A. Payment Differential
(i) Rent Owing
[67] $17,500 of this payment differential is comprised of rent Peiman claims for Seyed’s use the basement of the Property. From September to November 2016 Amir and his sister lived in the basement of the Property and paid Peiman 50% of the agreed upon rent of $1,200. The family moved to the main floor in December 2016 when Seyed’s wife arrived and they paid Peiman 50% of the agreed upon rent of $2,500.
[68] Peiman argued that, commencing in July 2017, Seyed’s family used the entire home, including the basement, even though they paid rent for only the main floor. Peiman never agreed that Seyed could use the basement for free and argued that $625 per month was a fair amount for Seyed to pay as it objectively represented Peiman’s share of the rental loss, as the prior tenant had paid $1,250 per month for the basement space. Peiman has claimed a total rental loss of $17,500 (28 months x $1,250/2).

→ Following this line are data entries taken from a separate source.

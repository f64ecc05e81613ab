use crate::config::RequestLoggingConfig;
use crate::record::{LogEvent, LogRecord};
use chrono::Local;
use std::fmt::Write;

/// Layout options shared by the text sinks.
#[derive(Debug, Clone)]
pub struct FormatOptions {
    pub separator: String,
    pub start_flag: String,
    pub end_flag: String,
    pub error_flag: String,
    pub show_timestamp: bool,
    pub json_pretty_print: bool,
}

impl Default for FormatOptions {
    fn default() -> Self {
        Self::from_config(&RequestLoggingConfig::default())
    }
}

impl FormatOptions {
    pub fn from_config(config: &RequestLoggingConfig) -> Self {
        Self {
            separator: config.separator.clone(),
            start_flag: config.request_start_flag.clone(),
            end_flag: config.request_end_flag.clone(),
            error_flag: config.request_error_flag.clone(),
            show_timestamp: config.show_timestamp,
            json_pretty_print: config.json_pretty_print,
        }
    }

    fn flag(&self, event: LogEvent) -> &str {
        match event {
            LogEvent::Start => &self.start_flag,
            LogEvent::Complete => &self.end_flag,
            LogEvent::Error => &self.error_flag,
        }
    }
}

/// Render one record as a multi-line, human-readable block.
///
/// ```text
/// ===================
/// >>> Request Start >>>
/// Date          : 2025-01-15
/// Time          : 10:30:45.123
/// Trace ID      : 3f0c...
/// Method        : POST
/// ...
/// ===================
/// ```
pub fn format_record(event: LogEvent, record: &LogRecord, opts: &FormatOptions) -> String {
    let mut out = String::with_capacity(512);
    // Writing into a String cannot fail.
    let _ = write_block(&mut out, event, record, opts);
    out
}

fn write_block(
    out: &mut String,
    event: LogEvent,
    record: &LogRecord,
    opts: &FormatOptions,
) -> std::fmt::Result {
    writeln!(out, "{}", opts.separator)?;
    writeln!(out, "{}", opts.flag(event))?;

    if opts.show_timestamp {
        if let Some(ts) = record.request_time {
            let local = ts.with_timezone(&Local);
            writeln!(out, "Date          : {}", local.format("%Y-%m-%d"))?;
            writeln!(out, "Time          : {}", local.format("%H:%M:%S%.3f"))?;
        }
    }

    writeln!(out, "Trace ID      : {}", record.trace_id)?;
    writeln!(out, "Method        : {}", record.method)?;
    writeln!(out, "URI           : {}", record.uri)?;
    if let Some(query) = &record.query_string {
        writeln!(out, "Query String  : {query}")?;
    }
    writeln!(out, "Client IP     : {}", record.client_ip)?;

    if !record.headers.is_empty() {
        writeln!(out, "Headers       :")?;
        for (name, value) in &record.headers {
            writeln!(out, "  {name}: {value}")?;
        }
    }

    if let Some(body) = &record.request_body {
        writeln!(out, "Request Body  :")?;
        writeln!(out, "{}", render_body(body, opts.json_pretty_print))?;
    }

    if let Some(status) = record.status {
        writeln!(out, "Status        : {status}")?;
    }
    if let Some(ms) = record.processing_time_ms() {
        writeln!(out, "Response Time : {ms}ms")?;
    }
    if let Some(body) = &record.response_body {
        writeln!(out, "Response Body :")?;
        writeln!(out, "{}", render_body(body, opts.json_pretty_print))?;
    }

    if let Some(exception) = &record.exception {
        writeln!(out, "Exception     : {exception}")?;
        writeln!(
            out,
            "Message       : {}",
            record.exception_message.as_deref().unwrap_or("")
        )?;
        if let Some(stack) = &record.stack_trace {
            writeln!(out, "Stack Trace   :")?;
            writeln!(out, "{}", stack.trim_end())?;
        }
    }

    if !record.metrics.is_empty() {
        writeln!(out, "System Metrics:")?;
        for (key, value) in &record.metrics {
            writeln!(out, "  {key}: {value}")?;
        }
    }

    write!(out, "{}", opts.separator)
}

/// Re-indent JSON bodies when asked to; anything else is returned verbatim.
pub fn render_body(body: &str, pretty: bool) -> String {
    if !pretty {
        return body.to_string();
    }
    serde_json::from_str::<serde_json::Value>(body)
        .and_then(|v| serde_json::to_string_pretty(&v))
        .unwrap_or_else(|_| body.to_string())
}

[69] Peiman testified that Seyed and his family had exclusive use of the basement to the point that Seyed had locked him out of that area, a charge Seyed disputes. Amir testified that he and family did not live in the basement. They had no furniture downstairs. He agreed that his sister used the basement bathroom but said that was because one of the upstairs bathrooms did not work. Peiman never complained about Amir’s sister’s use of the basement bathroom or told them he was going to charge them any rent for using the washroom, let alone half of $1,250 a month. In any event, while they had access to the basement, so did Peiman, who used it to store personal items.

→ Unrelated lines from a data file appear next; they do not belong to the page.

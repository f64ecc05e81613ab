use async_trait::async_trait;
use request_log_sink::{
    config::RequestLoggingConfig,
    http::{ErrorInfo, RequestInfo, ResponseInfo},
    init::{init_request_logging_with_sinks, init_tracing},
    record::LogRecord,
    sink::{RequestLogSink, SinkResult},
};

/// Example of plugging in a completely custom destination by implementing
/// `RequestLogSink` directly. Imagine this talks to some proprietary store
/// for which this crate does not provide a built-in sink.
struct MyAuditSink;

#[async_trait]
impl RequestLogSink for MyAuditSink {
    fn name(&self) -> &str {
        "my-audit"
    }

    async fn on_start(&self, record: &LogRecord) -> SinkResult {
        println!("[my-audit] start {} {} {}", record.trace_id, record.method, record.uri);
        Ok(())
    }

    async fn on_complete(&self, record: &LogRecord) -> SinkResult {
        println!(
            "[my-audit] done {} status={:?} took={:?}ms",
            record.trace_id,
            record.status,
            record.processing_time_ms()
        );
        Ok(())
    }

    async fn on_error(&self, record: &LogRecord) -> SinkResult {
        // Serialize the whole record, as a real client library would.
        println!("[my-audit] error {}", serde_json::to_string(record)?);
        Ok(())
    }
}

#[derive(Debug)]
struct OutOfStock;

impl std::fmt::Display for OutOfStock {
    fn fmt(&self, f: &mut std::fmt::Formatter<'_>) -> std::fmt::Result {
        f.write_str("sku A-1 is out of stock")
    }
}

impl std::error::Error for OutOfStock {}

#[tokio::main]
async fn main() {
    if let Err(e) = init_tracing() {
        eprintln!("tracing not installed: {e}");
    }

    let config = RequestLoggingConfig {
        sinks: vec!["console".into()],
        ..Default::default()
    };
    let logger = init_request_logging_with_sinks(config, vec![Box::new(MyAuditSink)]);

    let request = RequestInfo::new("POST", "/orders")
        .with_header("X-Trace-Id", "demo-trace")
        .with_header("Authorization", "Bearer secret")
        .with_body(br#"{"sku":"A-1"}"#.to_vec());

    let mut ctx = logger.begin_request(&request);
    logger.log_start(&mut ctx, &request).await;
    logger
        .log_complete(&mut ctx, &request, &ResponseInfo::new(200))
        .await;
    logger.finish(ctx);

    let mut ctx = logger.begin_request(&request);
    logger.log_start(&mut ctx, &request).await;
    logger
        .log_error(
            &mut ctx,
            &request,
            Some(&ResponseInfo::new(409)),
            &ErrorInfo::from_error(&OutOfStock),
        )
        .await;
    logger.finish(ctx);

    logger.shutdown().await;
}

[70] There is no satisfactory evidence that Seyed’s family used the basement exclusively or even any more than Peiman used the basement for storage. I do not find that Seyed owes rent for the use of the basement. Even if I had, I find it would be unfair for Peiman to never request rent for the space or even complain about the use for more than two years and then retroactively charge rent of $17,500.
(ii) Payment Shortfall
[71] Peiman’s chart setting out the history of payments and expenses concludes that Seyed underpaid by $32,192. It is difficult to parse the chart as it includes the disputed basement rent charges. Without adjusting for rent and simply adding the contributions on Peiman’s chart shows that Peiman paid $234,791 and Seyed paid $308,962. Backing out half the rental payments owed by Seyed (4 months x $1,250 + 38 months x $2,500 = $100,000/2), Seyed’s net contribution was $258,962, marginally more than Peiman’s contribution.

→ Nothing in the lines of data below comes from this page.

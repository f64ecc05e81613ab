use fs2::FileExt;
use std::fs::{self, File, OpenOptions};
use std::io::{self, Write};
use std::path::{Path, PathBuf};
use std::thread;
use std::time::{Duration, Instant};
use tracing::warn;

/// How long [`FileWriter::append`] keeps retrying a contended lock.
pub const DEFAULT_LOCK_TIMEOUT: Duration = Duration::from_millis(500);

const LOCK_RETRY_DELAY: Duration = Duration::from_millis(1);

/// Error returned by [`FileWriter::append`]. It has already been logged.
#[derive(thiserror::Error, Debug)]
pub enum WriteError {
    #[error("timed out after {timeout:?} waiting for lock on {path}")]
    LockTimeout { path: PathBuf, timeout: Duration },

    #[error("failed to write {path}: {source}")]
    Io {
        path: PathBuf,
        #[source]
        source: io::Error,
    },
}

/// Appends whole records to a file shared with other threads and processes.
///
/// Every call opens the file in append mode, takes an advisory exclusive
/// lock, writes the content and a line terminator in one `write_all`, then
/// unlocks. Lock attempts are
/// non-blocking and retried until the timeout runs out.
#[derive(Debug, Clone, Copy)]
pub struct FileWriter {
    lock_timeout: Duration,
}

impl Default for FileWriter {
    fn default() -> Self {
        Self {
            lock_timeout: DEFAULT_LOCK_TIMEOUT,
        }
    }
}

impl FileWriter {
    pub fn new() -> Self {
        Self::default()
    }

    pub fn with_lock_timeout(lock_timeout: Duration) -> Self {
        Self { lock_timeout }
    }

    /// Append `content` plus `\n` to `path`, creating parent directories
    /// as needed.
    ///
    /// **Returns**
    /// - `Ok(())` once the bytes are written.
    /// - `Err(..)` if the lock could not be taken in time or any I/O step
    ///   failed. The failure is logged before returning, so callers on a
    ///   request path are free to ignore it.
    pub fn append(&self, path: &Path, content: &str) -> Result<(), WriteError> {
        let result = self.try_append(path, content);
        if let Err(e) = &result {
            warn!(path = %path.display(), error = %e, "request log write abandoned");
        }
        result
    }

    fn try_append(&self, path: &Path, content: &str) -> Result<(), WriteError> {
        let io_err = |source| WriteError::Io {
            path: path.to_path_buf(),
            source,
        };

        if let Some(parent) = path.parent().filter(|p| !p.as_os_str().is_empty()) {
            fs::create_dir_all(parent).map_err(io_err)?;
        }

        let mut file = OpenOptions::new()
            .create(true)
            .append(true)
            .open(path)
            .map_err(io_err)?;

        self.lock(&file, path)?;

        let mut line = String::with_capacity(content.len() + 1);
        line.push_str(content);
        line.push('\n');

        let written = file.write_all(line.as_bytes()).and_then(|_| file.flush());
        let _ = FileExt::unlock(&file);
        written.map_err(io_err)
    }

    fn lock(&self, file: &File, path: &Path) -> Result<(), WriteError> {
        let deadline = Instant::now() + self.lock_timeout;
        loop {
            match FileExt::try_lock_exclusive(file) {
                Ok(()) => return Ok(()),
                Err(e) if e.kind() == fs2::lock_contended_error().kind() => {
                    if Instant::now() >= deadline {
                        return Err(WriteError::LockTimeout {
                            path: path.to_path_buf(),
                            timeout: self.lock_timeout,
                        });
                    }
                    thread::sleep(LOCK_RETRY_DELAY);
                }
                Err(source) => {
                    return Err(WriteError::Io {
                        path: path.to_path_buf(),
                        source,
                    })
                }
            }
        }
    }
}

[72] Seyed’s affidavit indicates that he paid $333,212 toward the Property, $185,558 of which was a capital investment. His chart indicates that he paid $329,462 toward the Property expenses which, after adding his share of the basement rental income (+$3,750) and subtracting half his rent owing (-$50,000), totals $283,212, again more than Peiman’s contribution.
[73] While the figures of both parties diverge and, in some cases are even internally inconsistent, on the evidence before me, the most reasonable interpretation of each party’s calculations supports that Seyed did not underpay his required equal contribution.
[74] Lastly on this point, Seyed ceased all payments after 1 August 2019, leaving the entire mortgage and insurance costs until closing of $11,436 to be borne by Peiman alone. Seyed testified that he stopped his payments once he discovered that he had been overcharged for the renovations by $11,000. Even if this were correct, which it is not, it was not appropriate for Seyed to cease his contribution when he knew that the mortgage payments continued and would otherwise be borne solely by Peiman.
[75] However, based on the calculations before me, the cessation of payment did not result in an underpayment on Seyed’s part. An adjustment for this head of damages is denied.
B. Late Payments
[76] Peiman argued that he should receive a 1% per month interest on Seyed’s late payments for a total late payment charge of $7,733. While Peiman concedes that Seyed never agreed to pay a 1% penalty, neither did Peiman agree to effectively lend Seyed his share of the payment obligations interest-free whenever Seyed was late.
[77] Peiman deposed that Seyed was consistently late in paying his share of the monthly mortgage and other payments. Peiman paid the entire amounts when due, effectively fronting Seyed’s payments until he paid.
[78] A review of Seyed’s payments demonstrates that he did make monthly payments. He knew from Peiman that the expenses were around $4,200 a month. Most months he paid $3,000 or $3,350 but some months he paid $8,500 or $4,500. By May 2017 Seyed had paid more than Peiman. Thereafter, he fell into what Peiman characterized as a deficit position because of Peiman’s inclusion of an additional $1,250 in rent.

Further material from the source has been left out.